The interviewer grasped for straws in the next question. Something sensational, a reason to have wasted our time.

“Dangerous? Heavens no,” the scientist said, head shaking. “It’s but a solar marvel for us to study.”

News of the sunspot faded from mainstream in a few days. The sun was still the sun, after all. It still warmed us and still rose from the east and fell in the west. We continued to circle it, for a year.

The sunspot was still there. It was bigger, now.

That’s what they said on the news. An update, on the anniversary of the first cast. They tossed us more space facts, too. The moon moved further again, this time the width of the Dakotas. A star of the Big Dipper had gone hundreds of thousands of years ago and the light of it finally blinked out for us.

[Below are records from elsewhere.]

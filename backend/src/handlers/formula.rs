//! Formula HTTP handlers

use axum::{
    extract::{Path, Query, State},
    http::StatusCode,
    response::IntoResponse,
    Json,
};
use serde::{Deserialize, Serialize};
use validator::Validate;

use shared::{Formula, FormulaEdit, FormulaSummary, Pagination};

use crate::error::{AppError, AppResult};
use crate::middleware::CurrentUser;
use crate::services::FormulaService;
use crate::AppState;

/// Body of a balance request: the current formula and one edit to apply
#[derive(Debug, Deserialize)]
pub struct BalanceRequest {
    pub formula: Formula,
    pub edit: FormulaEdit,
}

/// Body of a save request
#[derive(Debug, Deserialize)]
pub struct SaveFormulaRequest {
    pub formula: Formula,
    /// Version the formula carried when it was loaded
    #[serde(default)]
    pub original_version: Option<String>,
}

/// Formula after an edit, with its derived figures
#[derive(Debug, Serialize)]
pub struct BalanceResponse {
    pub formula: Formula,
    pub summary: FormulaSummary,
}

/// List the formulas of the current organization
pub async fn list_formulas(
    State(state): State<AppState>,
    CurrentUser(user): CurrentUser,
    Query(pagination): Query<Pagination>,
) -> impl IntoResponse {
    let service = FormulaService::new(state.db.clone());

    match service.list_formulas(user.organization_id, &pagination).await {
        Ok(page) => (StatusCode::OK, Json(page)).into_response(),
        Err(e) => e.into_response(),
    }
}

/// Blank formula with the configured default total weight
pub async fn new_formula(State(state): State<AppState>, _user: CurrentUser) -> impl IntoResponse {
    let formula = Formula {
        total_weight: state.config.formulas.default_total_weight,
        ..Formula::default()
    };
    (StatusCode::OK, Json(formula))
}

/// Get a formula with its lines
pub async fn get_formula(
    State(state): State<AppState>,
    CurrentUser(user): CurrentUser,
    Path(formula_id): Path<i64>,
) -> impl IntoResponse {
    let service = FormulaService::new(state.db.clone());

    match service.get_formula(user.organization_id, formula_id).await {
        Ok(formula) => (StatusCode::OK, Json(formula)).into_response(),
        Err(e) => e.into_response(),
    }
}

/// Save a formula (create, overwrite the same version, or add a version)
pub async fn save_formula(
    State(state): State<AppState>,
    CurrentUser(user): CurrentUser,
    Json(payload): Json<SaveFormulaRequest>,
) -> impl IntoResponse {
    if let Err(e) = check_formula(&state, &payload.formula) {
        return e.into_response();
    }

    let service = FormulaService::new(state.db.clone());

    match service
        .save_formula(
            user.organization_id,
            user.user_id,
            payload.formula,
            payload.original_version.as_deref(),
        )
        .await
    {
        Ok(formula) => (StatusCode::OK, Json(formula)).into_response(),
        Err(e) => e.into_response(),
    }
}

/// Compare every version of a formula's name against that formula
pub async fn compare_versions(
    State(state): State<AppState>,
    CurrentUser(user): CurrentUser,
    Path(formula_id): Path<i64>,
) -> impl IntoResponse {
    let service = FormulaService::new(state.db.clone());

    match service.compare_versions(user.organization_id, formula_id).await {
        Ok(comparison) => (StatusCode::OK, Json(comparison)).into_response(),
        Err(e) => e.into_response(),
    }
}

/// Delete a formula version
pub async fn delete_formula(
    State(state): State<AppState>,
    CurrentUser(user): CurrentUser,
    Path(formula_id): Path<i64>,
) -> impl IntoResponse {
    let service = FormulaService::new(state.db.clone());

    match service.delete_formula(user.organization_id, formula_id).await {
        Ok(()) => StatusCode::NO_CONTENT.into_response(),
        Err(e) => e.into_response(),
    }
}

/// Make a version the active one for its formula name
pub async fn activate_formula(
    State(state): State<AppState>,
    CurrentUser(user): CurrentUser,
    Path(formula_id): Path<i64>,
) -> impl IntoResponse {
    let service = FormulaService::new(state.db.clone());

    match service.activate_version(user.organization_id, formula_id).await {
        Ok(formula) => (StatusCode::OK, Json(formula)).into_response(),
        Err(e) => e.into_response(),
    }
}

/// Apply one edit to a formula and return it rebalanced. Nothing is stored.
pub async fn balance_formula(
    State(state): State<AppState>,
    _user: CurrentUser,
    Json(request): Json<BalanceRequest>,
) -> impl IntoResponse {
    match balance(&state, request) {
        Ok(response) => (StatusCode::OK, Json(response)).into_response(),
        Err(e) => e.into_response(),
    }
}

/// Derived figures of a stored formula
pub async fn formula_summary(
    State(state): State<AppState>,
    CurrentUser(user): CurrentUser,
    Path(formula_id): Path<i64>,
) -> impl IntoResponse {
    let service = FormulaService::new(state.db.clone());

    match service.get_formula(user.organization_id, formula_id).await {
        Ok(formula) => (StatusCode::OK, Json(formula.summary())).into_response(),
        Err(e) => e.into_response(),
    }
}

fn balance(state: &AppState, request: BalanceRequest) -> AppResult<BalanceResponse> {
    let BalanceRequest { mut formula, edit } = request;

    if matches!(edit, FormulaEdit::AddLine)
        && formula.lines.len() >= state.config.formulas.max_lines
    {
        return Err(too_many_lines(state.config.formulas.max_lines));
    }

    tracing::debug!("Applying {:?} to formula '{}'", edit, formula.name);
    formula.apply(edit)?;

    let summary = formula.summary();
    if summary.is_over_limit {
        tracing::debug!(
            "Formula '{}' exceeds 100% ({}%)",
            formula.name,
            summary.total_percent
        );
    }

    Ok(BalanceResponse { formula, summary })
}

fn check_formula(state: &AppState, formula: &Formula) -> AppResult<()> {
    formula.validate()?;
    if formula.lines.len() > state.config.formulas.max_lines {
        return Err(too_many_lines(state.config.formulas.max_lines));
    }
    Ok(())
}

fn too_many_lines(max: usize) -> AppError {
    AppError::Validation {
        field: "lines".to_string(),
        message: format!("A formula cannot have more than {} lines", max),
        message_fr: format!("Une formule ne peut pas dépasser {} lignes", max),
    }
}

And the sunspot had grown.

“It’s the width of Jupiter now, as tall as three–that’s the estimate,” a scientist said. It was not the same scientist as a year ago. “We’ve watched its progress, all the way from the size of Earth to a size that eclipses our biggest planet, in only one year.”

The interviewer, the same one, grasped for straws again.

“Dangerous?” There was a pause. “Absolutely not,” the scientist said, dismissing the question with a handwave. “Quite amazing, and a little strange, certainly.” The scientist smiled. “But just a marvel. One you may even want to observe yourself, with a telescope and sun lens.”

News of the sunspot’s growth fell from mainstream in a few weeks. The sun was still the sun, a year on. It remained unsaid that you could see the sunspot with the naked eye if you squinted and risked your sight. It remained unsaid that there was an uptick in blindness. We rotated and the sunspot moved and we lost sight of it, some months later.

It remained unsaid that those turned blind continued to stare.

It appeared again in half a year.

The sunspot faced us and dimmed the light of the sun in its magnitude. So large it was, it almost split the star in two, like the pupil of a snake.

The news did not report this. The news said nothing. The scientists were nowhere to be found.

Days, weeks, months went by in silence. We rotated and the sunspot followed us, watching. It never lost us again. The sun-blind grew. They began to block roads as they stood unwavering in groups, staring into the sun. They would collapse only after sunset, carted away by loved ones to care for their bleeding eyes.

But they were always back. Always staring. They clawed silently out of rooms and restraints to stand again under the dimmed light of the star. They never said a word.

It was another half a year before we learned the sun was no longer the sun. It blinked, and the sun-blind began to scream.